All Jewish kids deserve camp experience

Bradley Laye, the Dallas Federation’s CEO, recently wrote to our community praising the beneficial effects of Jewish summer camp on children’s future lives. I’m seconding his motion, because my love for Judaism, and all my involvements in it, are rooted in that experience.
My camp began at the turn of the 20th century as a needed getaway for overworked immigrant women and their small children living in a teeming, smoke-filled city. A wealthy family first endowed a settlement house to help with Americanization, naming it after a daughter, Irene Kaufmann. The camp came next, named for Emma. Because the site was a quiet place in the farming area 30 miles outside Pittsburgh, Emma Kaufmann Camp quickly became known as Emmafarm!
My childhood home was Jewish in name only.
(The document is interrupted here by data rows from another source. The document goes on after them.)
//! Applies one extractor across a whole dataset partition.

use log::{error, info, warn};
use ndarray::{Array1, Array2};

use super::{FeatureError, FeatureExtractor};
use crate::config::{ExtractionConfig, MissingSamplePolicy};
use crate::dataset::Dataset;

/// Extracts features for every sample with the default [`ExtractionConfig`].
///
/// # Arguments
/// * `dataset` - A non-empty dataset partition
/// * `extractor` - The configured (and trained, if required) extractor
///
/// # Returns
/// * `Result<(Array2<f32>, Array1<i32>), FeatureError>` - One feature row and
///   one label per sample, in dataset order
pub fn extract_features(
    dataset: &Dataset,
    extractor: &dyn FeatureExtractor,
) -> Result<(Array2<f32>, Array1<i32>), FeatureError> {
    extract_features_with(dataset, extractor, &ExtractionConfig::default())
}

/// Extracts features for every sample.
///
/// The first sample fixes the feature width and must load. Samples whose
/// image cannot be read afterwards are handled by
/// `config.missing_sample_policy`; a failure of the extractor itself always
/// aborts the batch.
pub fn extract_features_with(
    dataset: &Dataset,
    extractor: &dyn FeatureExtractor,
    config: &ExtractionConfig,
) -> Result<(Array2<f32>, Array1<i32>), FeatureError> {
    let Some(first) = dataset.samples().first() else {
        return Err(FeatureError::EmptyDataset);
    };
    let image = dataset
        .load_image(0)
        .map_err(|source| FeatureError::FirstSample {
            path: first.path().to_path_buf(),
            source,
        })?;
    let first_features = extractor.extract(&image).map_err(|err| {
        error!("Feature extraction failed on sample 0 ({:?}): {}", first.path(), err);
        err
    })?;
    let width = first_features.len();
    if width == 0 {
        return Err(FeatureError::InvalidImage(format!(
            "{} produced an empty feature vector",
            extractor.name()
        )));
    }

    let mut features = Array2::<f32>::zeros((dataset.len(), width));
    let mut labels = Array1::<i32>::zeros(dataset.len());
    features.row_mut(0).assign(&first_features);
    labels[0] = first.label();

    let mut substituted = 0usize;
    for (index, sample) in dataset.samples().iter().enumerate().skip(1) {
        labels[index] = sample.label();

        let image = match dataset.load_image(index) {
            Ok(image) => image,
            Err(source) => match config.missing_sample_policy {
                MissingSamplePolicy::ZeroFill => {
                    warn!(
                        "Sample {} ({:?}) could not be loaded, using a zero feature vector: {}",
                        index,
                        sample.path(),
                        source
                    );
                    substituted += 1;
                    continue;
                }
                MissingSamplePolicy::Abort => {
                    error!("Sample {} ({:?}) could not be loaded: {}", index, sample.path(), source);
                    return Err(FeatureError::Sample {
                        index,
                        path: sample.path().to_path_buf(),
                        source,
                    });
                }
            },
        };

        let row = extractor.extract(&image).map_err(|err| {
            error!(
                "Feature extraction failed on sample {} ({:?}): {}",
                index,
                sample.path(),
                err
            );
            err
        })?;
        if row.len() != width {
            error!(
                "Sample {} ({:?}) produced {} features instead of {}",
                index,
                sample.path(),
                row.len(),
                width
            );
            return Err(FeatureError::WidthMismatch {
                index,
                expected: width,
                found: row.len(),
            });
        }
        features.row_mut(index).assign(&row);

        if config.progress_interval > 0 && (index + 1) % config.progress_interval == 0 {
            info!("Extracted features for {}/{} samples", index + 1, dataset.len());
        }
    }

    info!(
        "Extracted {} x {} feature matrix ({} samples zero-filled)",
        dataset.len(),
        width,
        substituted
    );
    Ok((features, labels))
}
Mother, a social type, served as president of her Sisterhood but attended synagogue only on the High Holidays. Father didn’t even do that; remembering his unhappy childhood in cheder (and when I read Philip Roth’s amazing story, The Conversion of the Jews, I know what he went through), he would never again walk into a institution headed by a rabbi! But as a doctor who was a declared, although never devout, Jew, he volunteered annually to do all required pre-camp physicals for kids going to Emmafarm at no charge.
The summer I would turn 9, he asked if I’d like to go to camp, too. I said yes. And the time I spent there 74 years ago shaped my Jewish future!
It wasn’t the physical place that did it; Emmafarm was practical and undistinguished. Far away from any lake front, it had only a pool. The flat main campus, like a rectangular college quad, had four large buildings running down each of its two longer sides — on one, the boys’ units; opposite on the other, the girls’. All were named for birds: Girls began as wrens and eventually grew up into woodpeckers; boys progressed as they aged from robins to eagles.
But at the head of the quad was the dining hall, and that’s where Jewish magic took place every Friday evening. We would file quietly into that huge, echoing room, which was full of chaos three times a day every other day as kids reached and grabbed across tables for whatever bowls and platters they wanted, hardly deterred by their exhausted counselors. Yet with Shabbat approaching, without anyone having to say a word, the mood shifted into something totally different. Something quietly wonderful…
First of all, the tables were clothed in white. And so were we. Everyone, all white, from head to toe. And as we entered, we sang that old, old hymn: “Come, O Sabbath day and bring … Peace and healing on thy wing … Thou shalt rest. Thou shalt rest …”
I recently read a piece, written by a minister, suggesting that Christians should look again into their hymnals and bring back the singing of some very old songs. I think we Jews should do the same. I don’t know how many of my fellow campers (and many of us, including me, continued on as Emmafarm counselors) still remember that song. But I sing it to myself, in my head, every Friday evening as I walk into synagogue. That one hymn alone was enough to make me Jewish for a lifetime!
I don’t know, either, how many others those Shabbat evenings similarly affected, but I do know that Emmafarm “graduated” an astounding number of adult Jewish professionals — teachers, social workers, camp directors and — yes — rabbis! Among them: the distinguished Earl Grollman, who served a Massachusetts congregation for 36 years while establishing an international reputation for his counseling and writings on bereavement. (And, btw: He met his wife at Emmafarm!)
So: Thank you, Bradley, for reminding our entire community that every Jewish child deserves a Jewish summer camp experience. Truly, its positive effects will last forever!